Her Paris — vividly described in her memoir, “My Life in France” — was a quieter city, a more magical place where unexpected and wonderful things happened all the time, where life was a peculiar French adventure. Advertising was nonexistent, as was the English language, and she was able to dive headfirst into each new day, working diligently to make La Belle France her very own.

You could add Ernest Hemingway, F. Scott Fitzgerald and the entire literary “Lost Generation” to my envy list. As my time here in Paris nears its end, I would relish the opportunity to live in the City of Lights that welcomed so many generations of American ex-pats with open arms.

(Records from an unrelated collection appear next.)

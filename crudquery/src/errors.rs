//! # Error Handling for Query Building
//!
//! Two failure families reach the caller of the query builder:
//!
//! - **Validation errors** (422): the request referenced something the resource
//!   does not allow (unwhitelisted field, unknown operator, nesting too deep).
//!   They are expected, deterministic and fixable by the client, so they are only
//!   logged at debug level and every offending path is returned.
//! - **Resolution errors** (500): the resource definition itself is wrong, for
//!   example a whitelisted relation path that the model does not declare, or an
//!   exposed scope nobody registered. Details are logged, never sent.
//!
//! ## Usage
//!
//! ```rust,ignore
//! use crudquery::ApiError;
//!
//! async fn search(
//!     State(state): State<AppState>,
//!     Json(body): Json<serde_json::Value>,
//! ) -> Result<Json<Vec<Tag>>, ApiError> {
//!     let builder = QueryBuilder::new(&state.tags, DatabaseBackend::Postgres);
//!     let descriptor = builder.parse(&body)?;
//!     let query = builder.build_query(tag::Entity::find(), &descriptor, Operation::Search)?;
//!     // execute `query` with your connection
//! }
//! ```
//!
//! ## Logging
//!
//! Internal errors are logged using the `tracing` crate. Install a subscriber in
//! the application to see them:
//!
//! ```rust,ignore
//! tracing_subscriber::fmt().with_target(false).compact().init();
//! ```

use axum::{
    Json,
    http::StatusCode,
    response::{IntoResponse, Response},
};
use serde::Serialize;
use std::fmt;

use crate::validation::{ValidationError, ValidationErrors};

/// API error type with automatic logging and sanitized responses
#[derive(Debug)]
pub enum ApiError {
    /// 400 Bad Request - the request could not be read at all
    BadRequest {
        /// User-facing error message
        message: String,
    },

    /// 422 Unprocessable Entity - the query descriptor failed validation
    ValidationFailed {
        /// Every offending request path with its message
        errors: Vec<ValidationError>,
    },

    /// 500 Internal Server Error - the resource definition cannot satisfy a
    /// validated request (unknown relation, unregistered scope, ...)
    Resolution {
        /// User-facing generic message
        message: String,
        /// What is misconfigured (logged, not sent to user)
        internal: String,
    },

    /// 500 Internal Server Error - Generic internal error
    Internal {
        /// User-facing generic message
        message: String,
        /// Internal error details (logged, not sent to user)
        internal: Option<String>,
    },
}

impl ApiError {
    /// Create a 400 Bad Request error
    pub fn bad_request(message: impl Into<String>) -> Self {
        Self::BadRequest {
            message: message.into(),
        }
    }

    /// Create a 422 Validation Failed error
    ///
    /// # Example
    /// ```rust,ignore
    /// return Err(ApiError::validation_failed(vec![
    ///     ValidationError::new("filters.0.field", "The field is not filterable"),
    /// ]));
    /// ```
    pub fn validation_failed(errors: Vec<ValidationError>) -> Self {
        Self::ValidationFailed { errors }
    }

    /// Shorthand for a 422 with a single offending path
    pub fn invalid(field: impl Into<String>, message: impl Into<String>) -> Self {
        Self::ValidationFailed {
            errors: vec![ValidationError::new(field, message)],
        }
    }

    /// Create a 500 error for a resource definition that cannot serve the request
    ///
    /// # Example
    /// ```rust,ignore
    /// return Err(ApiError::resolution(format!("relation '{name}' is not defined on '{table}'")));
    /// ```
    pub fn resolution(internal: impl Into<String>) -> Self {
        Self::Resolution {
            message: "The resource is not configured to serve this query".to_string(),
            internal: internal.into(),
        }
    }

    /// Create a 500 Internal Server Error with optional details
    pub fn internal(message: impl Into<String>, internal: Option<String>) -> Self {
        Self::Internal {
            message: message.into(),
            internal,
        }
    }

    /// Get the HTTP status code for this error
    #[must_use]
    pub fn status_code(&self) -> StatusCode {
        match self {
            Self::BadRequest { .. } => StatusCode::BAD_REQUEST,
            Self::ValidationFailed { .. } => StatusCode::UNPROCESSABLE_ENTITY,
            Self::Resolution { .. } | Self::Internal { .. } => StatusCode::INTERNAL_SERVER_ERROR,
        }
    }

    /// Validation errors carried by this error, empty for other variants
    #[must_use]
    pub fn validation_errors(&self) -> &[ValidationError] {
        match self {
            Self::ValidationFailed { errors } => errors,
            _ => &[],
        }
    }

    /// Get the user-facing error message (sanitized)
    fn user_message(&self) -> String {
        match self {
            Self::BadRequest { message }
            | Self::Resolution { message, .. }
            | Self::Internal { message, .. } => message.clone(),
            Self::ValidationFailed { errors } => {
                if errors.len() == 1 {
                    errors[0].to_string()
                } else {
                    let joined: Vec<String> = errors.iter().map(ToString::to_string).collect();
                    format!("Validation failed: {}", joined.join(", "))
                }
            }
        }
    }

    /// Log internal error details (not sent to user)
    fn log_internal(&self) {
        match self {
            Self::Resolution { internal, .. } => {
                tracing::error!(details = %internal, "Resource definition cannot resolve query");
            }
            Self::Internal {
                internal: Some(details),
                ..
            } => {
                tracing::error!(details = %details, "Internal error occurred");
            }
            _ => {
                tracing::debug!(
                    error = %self.user_message(),
                    status = %self.status_code(),
                    "Query rejected"
                );
            }
        }
    }
}

/// Error response sent to users (sanitized)
#[derive(Serialize)]
struct ErrorResponse {
    error: String,
    #[serde(skip_serializing_if = "Option::is_none")]
    details: Option<Vec<ValidationError>>,
}

impl IntoResponse for ApiError {
    fn into_response(self) -> Response {
        self.log_internal();

        let status = self.status_code();
        let response = match self {
            Self::ValidationFailed { errors } => ErrorResponse {
                error: "Validation failed".to_string(),
                details: Some(errors),
            },
            other => ErrorResponse {
                error: other.user_message(),
                details: None,
            },
        };

        (status, Json(response)).into_response()
    }
}

impl fmt::Display for ApiError {
    fn fmt(&self, f: &mut fmt::Formatter<'_>) -> fmt::Result {
        write!(f, "{}", self.user_message())
    }
}

impl std::error::Error for ApiError {}

impl From<ValidationErrors> for ApiError {
    fn from(errors: ValidationErrors) -> Self {
        Self::ValidationFailed {
            errors: errors.into_vec(),
        }
    }
}

impl From<ValidationError> for ApiError {
    fn from(error: ValidationError) -> Self {
        Self::ValidationFailed {
            errors: vec![error],
        }
    }
}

Today’s Paris seems like a pale ghost of her former self, looking very much the same on the surface but filled instead with a different, more materialistic and American style of life.

Gone are so many of the elegant and affordable cafés that sheltered Hemingway and his brethren in the 1920s. Gone are the days of lazy, wide boulevards filled with more bikes than cars. Prices in the city have gone up considerably since the early post-war days that greeted Julia and her husband, pushing the cost of living out of the reaches of the artistic types of today.

Before I leave here in two short months, I have to wonder whatever became of the Paris of Julia and Papa Hemingway.

I asked Rick Tulka, himself an American ex-pat working in the city as an artist and illustrator, how he came to terms with the Paris he saw around him when compared to the literary Paris so beloved by legions of artists and writers. He agrees that the bustling, touristy city of today feels cheapened somehow, although he says he has no regrets about leaving his native New York more than 15 years ago.

“You have to go around living in a kind of fantasy world,” Rick said.

His words made sense to me. As I prepare for the final leg of my term abroad and begin planning for my real life to start again come August, I realize how much I really have been living in a fantasy world these past three months.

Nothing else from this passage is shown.